• WHAT IS NEEDED:
Within these entries, which lines include the string "kept"? Copy each one.

• EXERCISE DATA:
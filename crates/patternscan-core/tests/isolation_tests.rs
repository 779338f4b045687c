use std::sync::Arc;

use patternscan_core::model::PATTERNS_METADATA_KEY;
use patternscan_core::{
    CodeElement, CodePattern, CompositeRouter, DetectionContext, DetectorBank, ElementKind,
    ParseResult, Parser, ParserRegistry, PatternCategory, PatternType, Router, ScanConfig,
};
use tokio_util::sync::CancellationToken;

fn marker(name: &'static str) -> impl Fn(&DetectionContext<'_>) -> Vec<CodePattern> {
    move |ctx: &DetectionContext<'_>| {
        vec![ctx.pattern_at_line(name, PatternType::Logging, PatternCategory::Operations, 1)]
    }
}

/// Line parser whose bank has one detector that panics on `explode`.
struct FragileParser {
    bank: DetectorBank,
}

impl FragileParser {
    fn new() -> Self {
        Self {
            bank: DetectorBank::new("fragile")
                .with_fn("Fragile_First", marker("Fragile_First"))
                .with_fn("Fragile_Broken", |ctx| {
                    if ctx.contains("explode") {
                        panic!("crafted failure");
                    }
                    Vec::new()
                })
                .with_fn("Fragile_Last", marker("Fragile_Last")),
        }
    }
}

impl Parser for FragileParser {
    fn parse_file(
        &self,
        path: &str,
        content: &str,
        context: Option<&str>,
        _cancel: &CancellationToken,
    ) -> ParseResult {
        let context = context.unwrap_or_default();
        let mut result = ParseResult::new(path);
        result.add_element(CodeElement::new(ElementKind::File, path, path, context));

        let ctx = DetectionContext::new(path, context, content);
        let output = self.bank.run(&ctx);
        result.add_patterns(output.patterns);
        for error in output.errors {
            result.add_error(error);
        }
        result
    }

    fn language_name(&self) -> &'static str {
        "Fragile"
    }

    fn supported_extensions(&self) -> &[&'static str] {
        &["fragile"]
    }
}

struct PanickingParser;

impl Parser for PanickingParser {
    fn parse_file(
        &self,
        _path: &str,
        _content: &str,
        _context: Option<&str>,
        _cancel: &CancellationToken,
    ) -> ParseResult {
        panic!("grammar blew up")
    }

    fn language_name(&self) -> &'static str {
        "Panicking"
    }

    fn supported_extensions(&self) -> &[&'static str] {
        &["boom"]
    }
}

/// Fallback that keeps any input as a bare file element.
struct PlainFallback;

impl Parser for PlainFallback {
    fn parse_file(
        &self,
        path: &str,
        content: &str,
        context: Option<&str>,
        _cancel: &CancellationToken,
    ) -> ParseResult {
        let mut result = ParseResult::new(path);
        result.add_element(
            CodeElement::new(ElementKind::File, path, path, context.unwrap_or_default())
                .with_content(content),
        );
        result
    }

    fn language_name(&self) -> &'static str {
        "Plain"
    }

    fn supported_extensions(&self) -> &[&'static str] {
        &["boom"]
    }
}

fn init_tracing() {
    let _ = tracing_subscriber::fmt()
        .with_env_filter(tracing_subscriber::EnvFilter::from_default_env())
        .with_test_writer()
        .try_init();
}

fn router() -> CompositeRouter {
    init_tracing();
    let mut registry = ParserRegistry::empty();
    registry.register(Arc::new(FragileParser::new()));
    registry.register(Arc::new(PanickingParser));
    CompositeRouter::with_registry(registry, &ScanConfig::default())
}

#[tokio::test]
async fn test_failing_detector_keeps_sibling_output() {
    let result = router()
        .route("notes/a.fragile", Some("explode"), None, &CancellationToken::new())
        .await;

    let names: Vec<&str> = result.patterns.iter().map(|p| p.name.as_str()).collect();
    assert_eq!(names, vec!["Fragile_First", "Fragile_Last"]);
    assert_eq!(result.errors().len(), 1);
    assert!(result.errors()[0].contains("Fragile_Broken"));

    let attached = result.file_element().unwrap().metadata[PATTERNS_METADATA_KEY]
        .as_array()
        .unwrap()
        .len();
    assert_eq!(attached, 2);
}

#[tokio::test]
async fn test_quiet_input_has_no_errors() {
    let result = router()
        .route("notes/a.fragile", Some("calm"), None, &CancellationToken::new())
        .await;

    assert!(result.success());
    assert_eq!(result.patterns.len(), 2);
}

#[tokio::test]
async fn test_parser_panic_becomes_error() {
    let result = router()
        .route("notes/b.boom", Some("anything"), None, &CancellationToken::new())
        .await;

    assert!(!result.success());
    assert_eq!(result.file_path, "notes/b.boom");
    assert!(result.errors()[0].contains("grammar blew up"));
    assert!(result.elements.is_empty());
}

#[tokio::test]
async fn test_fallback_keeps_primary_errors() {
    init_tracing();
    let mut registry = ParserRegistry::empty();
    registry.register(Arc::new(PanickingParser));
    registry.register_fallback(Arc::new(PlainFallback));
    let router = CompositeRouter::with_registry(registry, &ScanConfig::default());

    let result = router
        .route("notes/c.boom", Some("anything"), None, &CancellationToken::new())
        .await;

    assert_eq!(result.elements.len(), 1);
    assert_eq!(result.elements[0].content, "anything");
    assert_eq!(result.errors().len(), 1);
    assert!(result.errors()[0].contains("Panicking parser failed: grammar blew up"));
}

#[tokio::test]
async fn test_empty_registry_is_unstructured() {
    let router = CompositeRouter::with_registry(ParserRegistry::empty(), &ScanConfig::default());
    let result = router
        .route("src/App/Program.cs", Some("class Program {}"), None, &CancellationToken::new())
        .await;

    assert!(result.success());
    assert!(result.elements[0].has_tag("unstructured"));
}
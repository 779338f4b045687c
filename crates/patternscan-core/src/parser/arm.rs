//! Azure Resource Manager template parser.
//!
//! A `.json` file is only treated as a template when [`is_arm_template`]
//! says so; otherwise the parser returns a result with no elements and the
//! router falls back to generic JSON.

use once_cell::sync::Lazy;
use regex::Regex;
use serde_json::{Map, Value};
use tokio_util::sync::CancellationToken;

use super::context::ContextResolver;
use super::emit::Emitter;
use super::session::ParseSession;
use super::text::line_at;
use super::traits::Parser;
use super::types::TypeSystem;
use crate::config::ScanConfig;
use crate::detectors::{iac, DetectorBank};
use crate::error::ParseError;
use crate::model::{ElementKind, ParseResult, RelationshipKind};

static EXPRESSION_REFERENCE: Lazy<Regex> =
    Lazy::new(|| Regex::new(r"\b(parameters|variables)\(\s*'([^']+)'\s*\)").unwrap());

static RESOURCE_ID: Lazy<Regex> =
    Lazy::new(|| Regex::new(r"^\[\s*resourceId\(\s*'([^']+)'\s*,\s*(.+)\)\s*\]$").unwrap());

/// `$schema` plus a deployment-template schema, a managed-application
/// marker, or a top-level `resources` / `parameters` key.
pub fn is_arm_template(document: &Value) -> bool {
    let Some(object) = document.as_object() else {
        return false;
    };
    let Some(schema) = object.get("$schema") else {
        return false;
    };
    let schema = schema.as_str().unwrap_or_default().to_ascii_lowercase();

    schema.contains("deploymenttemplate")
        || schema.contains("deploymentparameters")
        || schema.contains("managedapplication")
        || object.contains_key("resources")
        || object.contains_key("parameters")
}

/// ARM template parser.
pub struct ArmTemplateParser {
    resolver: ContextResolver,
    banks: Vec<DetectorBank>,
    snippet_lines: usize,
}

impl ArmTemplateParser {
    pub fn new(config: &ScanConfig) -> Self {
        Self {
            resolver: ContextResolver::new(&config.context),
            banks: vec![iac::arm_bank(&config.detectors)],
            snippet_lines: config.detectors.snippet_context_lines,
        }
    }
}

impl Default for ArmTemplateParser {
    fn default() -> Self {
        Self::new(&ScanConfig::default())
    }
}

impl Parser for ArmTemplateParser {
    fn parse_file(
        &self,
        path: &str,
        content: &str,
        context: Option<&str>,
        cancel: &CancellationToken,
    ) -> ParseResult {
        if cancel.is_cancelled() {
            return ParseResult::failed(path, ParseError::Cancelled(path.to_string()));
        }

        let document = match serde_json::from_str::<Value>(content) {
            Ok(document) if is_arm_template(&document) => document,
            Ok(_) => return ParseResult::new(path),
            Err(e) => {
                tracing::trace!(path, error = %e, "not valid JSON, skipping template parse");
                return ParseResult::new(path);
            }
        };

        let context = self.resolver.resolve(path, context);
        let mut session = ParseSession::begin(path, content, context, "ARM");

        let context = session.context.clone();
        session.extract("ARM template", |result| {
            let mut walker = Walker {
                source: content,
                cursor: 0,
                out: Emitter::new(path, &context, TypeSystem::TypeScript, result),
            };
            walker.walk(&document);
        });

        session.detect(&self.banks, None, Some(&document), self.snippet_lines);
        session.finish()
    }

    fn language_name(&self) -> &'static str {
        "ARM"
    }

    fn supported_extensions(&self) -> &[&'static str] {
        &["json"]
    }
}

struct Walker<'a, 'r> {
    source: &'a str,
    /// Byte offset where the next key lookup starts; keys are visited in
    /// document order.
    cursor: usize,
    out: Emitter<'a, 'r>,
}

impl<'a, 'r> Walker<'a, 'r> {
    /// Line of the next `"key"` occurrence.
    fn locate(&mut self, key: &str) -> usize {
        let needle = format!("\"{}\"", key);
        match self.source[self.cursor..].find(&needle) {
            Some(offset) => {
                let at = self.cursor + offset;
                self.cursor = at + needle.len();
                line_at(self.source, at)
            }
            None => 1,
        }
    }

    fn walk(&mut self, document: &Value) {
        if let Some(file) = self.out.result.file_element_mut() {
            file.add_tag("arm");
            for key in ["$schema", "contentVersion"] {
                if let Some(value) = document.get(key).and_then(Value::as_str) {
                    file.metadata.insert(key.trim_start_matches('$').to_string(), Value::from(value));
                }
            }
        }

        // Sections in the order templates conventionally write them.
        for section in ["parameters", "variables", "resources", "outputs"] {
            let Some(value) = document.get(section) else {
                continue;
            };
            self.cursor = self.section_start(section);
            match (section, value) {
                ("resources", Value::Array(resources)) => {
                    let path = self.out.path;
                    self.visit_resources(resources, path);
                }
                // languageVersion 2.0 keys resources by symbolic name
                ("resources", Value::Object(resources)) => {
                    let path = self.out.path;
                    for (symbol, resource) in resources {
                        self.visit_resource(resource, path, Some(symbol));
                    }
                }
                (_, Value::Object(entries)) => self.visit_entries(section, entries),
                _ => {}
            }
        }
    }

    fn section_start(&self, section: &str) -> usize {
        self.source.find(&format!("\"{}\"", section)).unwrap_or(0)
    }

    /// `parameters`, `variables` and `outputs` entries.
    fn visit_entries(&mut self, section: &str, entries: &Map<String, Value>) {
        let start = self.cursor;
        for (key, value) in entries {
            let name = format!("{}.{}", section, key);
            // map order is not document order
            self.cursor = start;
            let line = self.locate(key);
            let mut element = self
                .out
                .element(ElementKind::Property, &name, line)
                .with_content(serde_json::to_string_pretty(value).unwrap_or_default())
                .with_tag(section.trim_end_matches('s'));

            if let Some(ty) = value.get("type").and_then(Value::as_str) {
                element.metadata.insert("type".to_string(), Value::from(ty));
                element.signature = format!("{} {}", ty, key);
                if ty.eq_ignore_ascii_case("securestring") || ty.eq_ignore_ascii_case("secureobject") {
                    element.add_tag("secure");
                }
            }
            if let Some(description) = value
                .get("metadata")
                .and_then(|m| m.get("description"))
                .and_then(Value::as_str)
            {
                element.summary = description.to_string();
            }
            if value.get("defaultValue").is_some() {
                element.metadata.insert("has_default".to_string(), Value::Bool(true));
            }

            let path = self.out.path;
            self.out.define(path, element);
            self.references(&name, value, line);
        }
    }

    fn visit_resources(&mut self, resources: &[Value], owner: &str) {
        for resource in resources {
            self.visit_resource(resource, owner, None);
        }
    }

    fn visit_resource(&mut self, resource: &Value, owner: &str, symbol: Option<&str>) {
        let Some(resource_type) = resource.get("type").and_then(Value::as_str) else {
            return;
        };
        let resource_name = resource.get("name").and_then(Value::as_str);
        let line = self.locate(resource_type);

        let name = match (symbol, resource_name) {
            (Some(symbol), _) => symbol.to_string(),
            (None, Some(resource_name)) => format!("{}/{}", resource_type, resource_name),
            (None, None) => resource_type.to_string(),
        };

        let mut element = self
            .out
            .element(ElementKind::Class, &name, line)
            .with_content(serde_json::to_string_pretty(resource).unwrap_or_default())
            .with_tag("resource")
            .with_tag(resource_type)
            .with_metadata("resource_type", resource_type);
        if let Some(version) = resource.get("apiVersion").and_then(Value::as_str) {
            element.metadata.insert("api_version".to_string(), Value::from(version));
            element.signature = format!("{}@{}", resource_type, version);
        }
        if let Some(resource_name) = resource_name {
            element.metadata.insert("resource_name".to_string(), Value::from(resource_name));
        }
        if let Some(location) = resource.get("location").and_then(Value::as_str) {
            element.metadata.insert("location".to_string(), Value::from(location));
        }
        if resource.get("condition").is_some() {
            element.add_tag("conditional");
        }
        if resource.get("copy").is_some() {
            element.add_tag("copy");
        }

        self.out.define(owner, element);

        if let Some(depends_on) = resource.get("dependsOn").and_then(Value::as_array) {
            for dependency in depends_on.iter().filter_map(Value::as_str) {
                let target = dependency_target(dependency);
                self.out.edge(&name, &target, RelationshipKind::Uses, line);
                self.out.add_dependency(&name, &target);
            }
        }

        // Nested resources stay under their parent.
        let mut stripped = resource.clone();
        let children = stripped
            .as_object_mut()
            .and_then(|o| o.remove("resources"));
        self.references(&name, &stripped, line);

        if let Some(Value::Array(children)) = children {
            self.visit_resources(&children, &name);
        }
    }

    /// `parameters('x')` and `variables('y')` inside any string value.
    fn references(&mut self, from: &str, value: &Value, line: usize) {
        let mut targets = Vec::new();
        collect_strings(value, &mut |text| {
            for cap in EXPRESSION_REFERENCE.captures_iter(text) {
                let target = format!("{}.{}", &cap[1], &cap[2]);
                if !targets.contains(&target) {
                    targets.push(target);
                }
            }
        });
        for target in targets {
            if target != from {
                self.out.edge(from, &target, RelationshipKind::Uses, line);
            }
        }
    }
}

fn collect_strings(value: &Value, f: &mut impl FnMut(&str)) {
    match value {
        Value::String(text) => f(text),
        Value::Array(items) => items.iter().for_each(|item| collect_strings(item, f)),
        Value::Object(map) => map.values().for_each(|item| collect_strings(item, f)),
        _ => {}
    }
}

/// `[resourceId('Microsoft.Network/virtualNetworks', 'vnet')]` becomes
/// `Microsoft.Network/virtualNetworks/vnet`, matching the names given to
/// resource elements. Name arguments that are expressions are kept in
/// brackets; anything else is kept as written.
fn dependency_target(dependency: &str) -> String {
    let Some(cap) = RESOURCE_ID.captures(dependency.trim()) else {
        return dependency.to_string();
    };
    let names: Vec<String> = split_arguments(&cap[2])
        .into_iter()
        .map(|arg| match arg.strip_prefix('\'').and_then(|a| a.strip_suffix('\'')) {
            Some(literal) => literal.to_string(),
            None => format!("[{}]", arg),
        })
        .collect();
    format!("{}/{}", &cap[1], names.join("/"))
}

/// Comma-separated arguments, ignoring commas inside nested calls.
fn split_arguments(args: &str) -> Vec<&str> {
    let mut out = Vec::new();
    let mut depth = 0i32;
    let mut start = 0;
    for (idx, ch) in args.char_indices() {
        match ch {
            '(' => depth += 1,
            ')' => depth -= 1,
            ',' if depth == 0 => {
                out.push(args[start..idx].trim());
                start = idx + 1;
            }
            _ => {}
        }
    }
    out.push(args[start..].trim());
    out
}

• WRITTEN ANSWER:
/// resource elements. Name arguments that are expressions are kept in
/// brackets; anything else is kept as written.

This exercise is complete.